Saved data entries
....

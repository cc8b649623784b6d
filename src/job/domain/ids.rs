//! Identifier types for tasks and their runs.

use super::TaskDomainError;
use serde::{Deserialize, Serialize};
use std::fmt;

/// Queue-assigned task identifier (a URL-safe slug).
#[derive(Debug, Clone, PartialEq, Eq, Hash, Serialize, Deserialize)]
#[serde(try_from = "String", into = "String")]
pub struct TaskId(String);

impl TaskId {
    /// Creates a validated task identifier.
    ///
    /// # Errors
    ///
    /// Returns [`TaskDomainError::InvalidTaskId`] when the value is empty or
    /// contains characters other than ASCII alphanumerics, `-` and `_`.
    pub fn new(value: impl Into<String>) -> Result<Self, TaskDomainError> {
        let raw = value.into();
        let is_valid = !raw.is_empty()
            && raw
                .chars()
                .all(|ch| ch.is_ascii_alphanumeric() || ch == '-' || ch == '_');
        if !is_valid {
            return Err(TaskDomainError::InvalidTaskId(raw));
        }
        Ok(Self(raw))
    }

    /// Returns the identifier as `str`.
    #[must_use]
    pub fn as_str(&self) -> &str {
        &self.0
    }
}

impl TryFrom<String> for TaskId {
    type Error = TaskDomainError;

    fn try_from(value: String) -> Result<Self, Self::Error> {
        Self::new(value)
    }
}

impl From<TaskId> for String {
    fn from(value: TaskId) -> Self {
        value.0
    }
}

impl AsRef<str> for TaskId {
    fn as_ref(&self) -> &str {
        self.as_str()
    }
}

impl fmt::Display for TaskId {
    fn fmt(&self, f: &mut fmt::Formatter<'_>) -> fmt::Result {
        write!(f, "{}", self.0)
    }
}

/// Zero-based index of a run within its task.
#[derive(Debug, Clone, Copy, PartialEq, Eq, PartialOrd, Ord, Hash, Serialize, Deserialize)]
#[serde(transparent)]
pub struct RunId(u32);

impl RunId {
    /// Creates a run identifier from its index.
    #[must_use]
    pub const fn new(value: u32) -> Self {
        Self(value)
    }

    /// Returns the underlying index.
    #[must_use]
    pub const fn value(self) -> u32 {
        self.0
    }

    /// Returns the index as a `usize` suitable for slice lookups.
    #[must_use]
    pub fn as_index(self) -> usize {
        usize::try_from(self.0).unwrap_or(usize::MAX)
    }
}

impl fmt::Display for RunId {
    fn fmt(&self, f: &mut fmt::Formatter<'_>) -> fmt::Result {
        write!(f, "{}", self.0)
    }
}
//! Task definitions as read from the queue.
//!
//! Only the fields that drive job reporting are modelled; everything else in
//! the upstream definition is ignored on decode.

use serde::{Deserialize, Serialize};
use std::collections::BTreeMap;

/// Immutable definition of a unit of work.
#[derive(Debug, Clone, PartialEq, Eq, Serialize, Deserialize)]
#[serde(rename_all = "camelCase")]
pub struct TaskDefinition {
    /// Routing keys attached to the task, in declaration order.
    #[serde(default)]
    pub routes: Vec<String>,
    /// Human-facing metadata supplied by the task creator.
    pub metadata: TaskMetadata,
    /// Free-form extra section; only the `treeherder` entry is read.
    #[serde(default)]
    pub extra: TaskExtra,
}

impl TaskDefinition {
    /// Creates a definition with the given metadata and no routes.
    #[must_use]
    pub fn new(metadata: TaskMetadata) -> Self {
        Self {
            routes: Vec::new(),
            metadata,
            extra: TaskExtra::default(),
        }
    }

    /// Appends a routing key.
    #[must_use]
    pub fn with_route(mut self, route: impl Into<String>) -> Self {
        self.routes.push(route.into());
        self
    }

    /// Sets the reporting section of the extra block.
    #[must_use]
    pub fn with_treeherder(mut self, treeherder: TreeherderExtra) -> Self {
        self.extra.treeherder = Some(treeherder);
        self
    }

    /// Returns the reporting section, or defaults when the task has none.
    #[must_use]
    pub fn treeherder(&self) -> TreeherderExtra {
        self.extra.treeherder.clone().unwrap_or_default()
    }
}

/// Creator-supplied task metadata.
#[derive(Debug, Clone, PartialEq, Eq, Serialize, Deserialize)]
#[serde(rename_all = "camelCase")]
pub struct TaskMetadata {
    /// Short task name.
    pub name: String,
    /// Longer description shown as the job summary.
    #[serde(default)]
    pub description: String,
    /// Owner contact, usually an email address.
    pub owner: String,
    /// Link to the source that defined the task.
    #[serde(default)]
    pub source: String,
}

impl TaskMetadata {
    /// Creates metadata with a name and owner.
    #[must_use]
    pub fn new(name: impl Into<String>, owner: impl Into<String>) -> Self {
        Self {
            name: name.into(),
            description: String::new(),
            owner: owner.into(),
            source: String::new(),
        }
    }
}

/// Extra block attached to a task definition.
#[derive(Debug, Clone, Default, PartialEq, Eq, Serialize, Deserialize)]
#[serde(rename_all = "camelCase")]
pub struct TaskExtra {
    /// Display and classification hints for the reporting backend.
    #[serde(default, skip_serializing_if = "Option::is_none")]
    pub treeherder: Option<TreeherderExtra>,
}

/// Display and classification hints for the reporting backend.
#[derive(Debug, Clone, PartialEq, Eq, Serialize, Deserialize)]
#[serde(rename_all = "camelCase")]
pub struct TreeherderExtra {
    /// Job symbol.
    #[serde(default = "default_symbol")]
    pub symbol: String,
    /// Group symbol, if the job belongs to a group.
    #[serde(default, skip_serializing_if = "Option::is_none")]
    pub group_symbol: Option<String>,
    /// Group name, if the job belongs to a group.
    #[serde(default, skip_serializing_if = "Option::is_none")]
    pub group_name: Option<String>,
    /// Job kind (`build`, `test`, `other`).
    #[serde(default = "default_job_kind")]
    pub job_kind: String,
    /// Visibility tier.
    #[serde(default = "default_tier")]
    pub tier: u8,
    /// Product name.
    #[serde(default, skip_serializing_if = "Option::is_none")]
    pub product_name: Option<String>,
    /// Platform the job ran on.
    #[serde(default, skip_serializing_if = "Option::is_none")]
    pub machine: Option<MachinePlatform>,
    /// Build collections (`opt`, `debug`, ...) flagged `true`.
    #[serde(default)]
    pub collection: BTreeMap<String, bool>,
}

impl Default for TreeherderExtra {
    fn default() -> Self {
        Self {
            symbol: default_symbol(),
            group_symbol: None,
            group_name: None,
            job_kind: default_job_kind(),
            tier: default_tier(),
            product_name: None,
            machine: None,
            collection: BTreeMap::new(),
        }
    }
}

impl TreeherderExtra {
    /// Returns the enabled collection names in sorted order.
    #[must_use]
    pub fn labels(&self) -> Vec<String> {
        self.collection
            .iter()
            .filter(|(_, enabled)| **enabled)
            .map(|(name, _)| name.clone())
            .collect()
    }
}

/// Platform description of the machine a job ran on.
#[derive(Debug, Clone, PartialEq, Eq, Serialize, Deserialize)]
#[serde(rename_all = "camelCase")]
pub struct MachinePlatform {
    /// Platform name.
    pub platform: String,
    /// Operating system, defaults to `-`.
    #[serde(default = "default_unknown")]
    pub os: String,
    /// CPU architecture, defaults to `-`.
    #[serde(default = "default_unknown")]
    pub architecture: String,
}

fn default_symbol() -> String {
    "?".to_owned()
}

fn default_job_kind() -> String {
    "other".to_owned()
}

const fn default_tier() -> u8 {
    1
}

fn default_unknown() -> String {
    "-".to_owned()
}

....

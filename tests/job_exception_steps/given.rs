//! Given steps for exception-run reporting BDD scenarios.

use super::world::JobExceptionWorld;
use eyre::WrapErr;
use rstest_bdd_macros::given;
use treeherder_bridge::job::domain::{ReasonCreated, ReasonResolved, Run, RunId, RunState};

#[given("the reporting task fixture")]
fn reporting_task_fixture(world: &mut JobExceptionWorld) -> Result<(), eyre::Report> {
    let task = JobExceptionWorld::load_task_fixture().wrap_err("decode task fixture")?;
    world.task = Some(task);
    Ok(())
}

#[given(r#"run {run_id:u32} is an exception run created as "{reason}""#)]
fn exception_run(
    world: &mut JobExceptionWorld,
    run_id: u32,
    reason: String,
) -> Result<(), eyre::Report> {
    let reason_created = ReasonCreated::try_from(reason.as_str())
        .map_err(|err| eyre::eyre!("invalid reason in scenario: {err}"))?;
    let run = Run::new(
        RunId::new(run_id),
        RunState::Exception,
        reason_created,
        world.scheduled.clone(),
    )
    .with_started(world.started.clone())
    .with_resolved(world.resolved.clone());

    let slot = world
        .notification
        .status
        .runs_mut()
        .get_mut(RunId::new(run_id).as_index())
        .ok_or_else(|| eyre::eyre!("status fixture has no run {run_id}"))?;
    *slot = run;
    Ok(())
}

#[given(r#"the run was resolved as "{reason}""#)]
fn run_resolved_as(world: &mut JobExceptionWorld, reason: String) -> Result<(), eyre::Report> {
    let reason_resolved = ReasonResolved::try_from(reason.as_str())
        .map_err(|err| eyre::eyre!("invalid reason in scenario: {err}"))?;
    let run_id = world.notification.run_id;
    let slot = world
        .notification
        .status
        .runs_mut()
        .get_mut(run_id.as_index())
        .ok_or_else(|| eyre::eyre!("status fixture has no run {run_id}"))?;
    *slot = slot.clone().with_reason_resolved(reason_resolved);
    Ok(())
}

....

**What this task involves**
Scan the entries above, and wherever a line holds the string "order", copy it.

**Answer below**
    /// Routing keys attached to the task, in declaration order.
    /// Returns the enabled collection names in sorted order.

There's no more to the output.